First, the algebraic symmetries of the Riemann tensor implies that at a point it can be identified with a symmetric mapping from the space of antisymmetric two forms to itself via $$ \omega_{ab} \mapsto \mathrm{Riem}_{ab}{}^{cd} \omega_{cd}.$$ This means that the space of possible Riemann tensors is 6 dimensional.
The Ricci tensor is a symmetric two tensor; pointwise this means that it also has 6 dimensions of freedom.

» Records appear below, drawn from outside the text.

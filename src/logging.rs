//! Optional diagnostic output
//!
//! With the `esp32-log` feature, `log!` prints through `esp-println`.
//! Without it the arguments are still type-checked but nothing is emitted.

macro_rules! log {
    ($($arg:tt)*) => {{
        #[cfg(feature = "esp32-log")]
        esp_println::println!($($arg)*);
        #[cfg(not(feature = "esp32-log"))]
        {
            let _ = core::format_args!($($arg)*);
        }
    }};
}

pub(crate) use log;
//! Blink effect
//!
//! Full white for `delay`, then off for half of `delay`.

use embassy_time::Duration;

use super::{Effect, Frame};
use crate::{
    color::{OFF, WHITE},
    rng::Rng,
};

#[derive(Debug, Clone)]
pub struct BlinkEffect {
    delay: Duration,
    lit: bool,
}

impl BlinkEffect {
    pub const fn new(delay: Duration) -> Self {
        Self { delay, lit: false }
    }
}

impl Effect for BlinkEffect {
    fn step(&mut self, _rng: &mut Rng) -> Frame {
        self.lit = !self.lit;
        if self.lit {
            Frame::new(WHITE, self.delay)
        } else {
            Frame::new(OFF, self.delay / 2)
        }
    }

    fn reset(&mut self) {
        self.lit = false;
    }
}
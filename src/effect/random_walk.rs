//! Random color walk effect
//!
//! Starts from a random color, then each frame re-rolls exactly one
//! randomly chosen channel. The color drifts instead of jumping.

use embassy_time::Duration;

use super::{Effect, Frame, RANDOM_MAX, RANDOM_MIN};
use crate::{
    color::{ColorChannel, Rgb},
    rng::Rng,
};

#[derive(Debug, Clone)]
pub struct RandomWalkEffect {
    delay: Duration,
    /// Color shown by the previous frame, `None` until the first frame
    current: Option<Rgb>,
}

impl RandomWalkEffect {
    pub const fn new(delay: Duration) -> Self {
        Self {
            delay,
            current: None,
        }
    }
}

impl Effect for RandomWalkEffect {
    fn step(&mut self, rng: &mut Rng) -> Frame {
        let color = match self.current {
            None => Rgb::new(
                rng.between(RANDOM_MIN, RANDOM_MAX),
                rng.between(RANDOM_MIN, RANDOM_MAX),
                rng.between(RANDOM_MIN, RANDOM_MAX),
            ),
            Some(mut color) => {
                let channel = ColorChannel::from_index(usize::from(rng.below(3)));
                channel.set(&mut color, rng.between(RANDOM_MIN, RANDOM_MAX));
                color
            }
        };
        self.current = Some(color);

        Frame::new(color, self.delay)
    }

    fn reset(&mut self) {
        self.current = None;
    }
}
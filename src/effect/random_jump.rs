//! Random color jump effect
//!
//! Every frame repaints all three channels with fresh random
//! intensities. Intensities start at 1 so no frame is fully dark.

use embassy_time::Duration;

use super::{Effect, Frame, RANDOM_MAX, RANDOM_MIN};
use crate::{color::Rgb, rng::Rng};

#[derive(Debug, Clone)]
pub struct RandomJumpEffect {
    delay: Duration,
}

impl RandomJumpEffect {
    pub const fn new(delay: Duration) -> Self {
        Self { delay }
    }
}

impl Effect for RandomJumpEffect {
    fn step(&mut self, rng: &mut Rng) -> Frame {
        let color = Rgb::new(
            rng.between(RANDOM_MIN, RANDOM_MAX),
            rng.between(RANDOM_MIN, RANDOM_MAX),
            rng.between(RANDOM_MIN, RANDOM_MAX),
        );
        Frame::new(color, self.delay)
    }
}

Now, let $g_{ab}$ denote the metric tensor, and let $S_{ab}$ be a symmetric two tensor, and denote by $S = g_{ab} S^{ab}$ its trace. Consider the linear mapping $$ \Psi: S_{ab} \mapsto S_{ac} g_{bd} + S_{bd} g_{ac} - S_{ad} g_{bc} - S_{bc} g_{ad} - \frac12 S (g_{ac}g_{bd} - g_{ad} g_{bc}) $$ One checks that the output is an "algebraic Riemann tensor", meaning that it satisfies all the algebraic symmetries to quality it as a Riemann tensor. Giving an algebraic Riemann tensor, the mapping $T: R_{abcd} \mapsto g^{ac} R_{abcd}$ outputs a symmetric two tensor. It is a simple computation to check that $$ \Psi \circ T = \mathrm{Id}, T \circ \Psi = \mathrm{Id} $$ Since the space of algebraic Riemann tensor and that of Ricci tensors have the same number of dimension (with the manifold dimension = 3), this means that every Riemann tensor is uniquely determined (rank-nullity theorem) by its Ricci tensor via the mapping $\Psi$.
Using the mapping $\Psi$, it is simple to check that since we already know that the for our Einstein manifold $\mathrm{Ric}_{ab} = \Lambda g_{ab}$, and $R = 3 \Lambda$, we conclude $$ \mathrm{Riem}_{abcd} =\frac12 \Lambda (g_{ac}g_{bd} - g_{ad}g_{bc}) $$ and therefore the manifold has constant sectional curvature.
Remark: the construction used in writing down the mapping $\Psi$ is the Kulkarni-Nomizu product.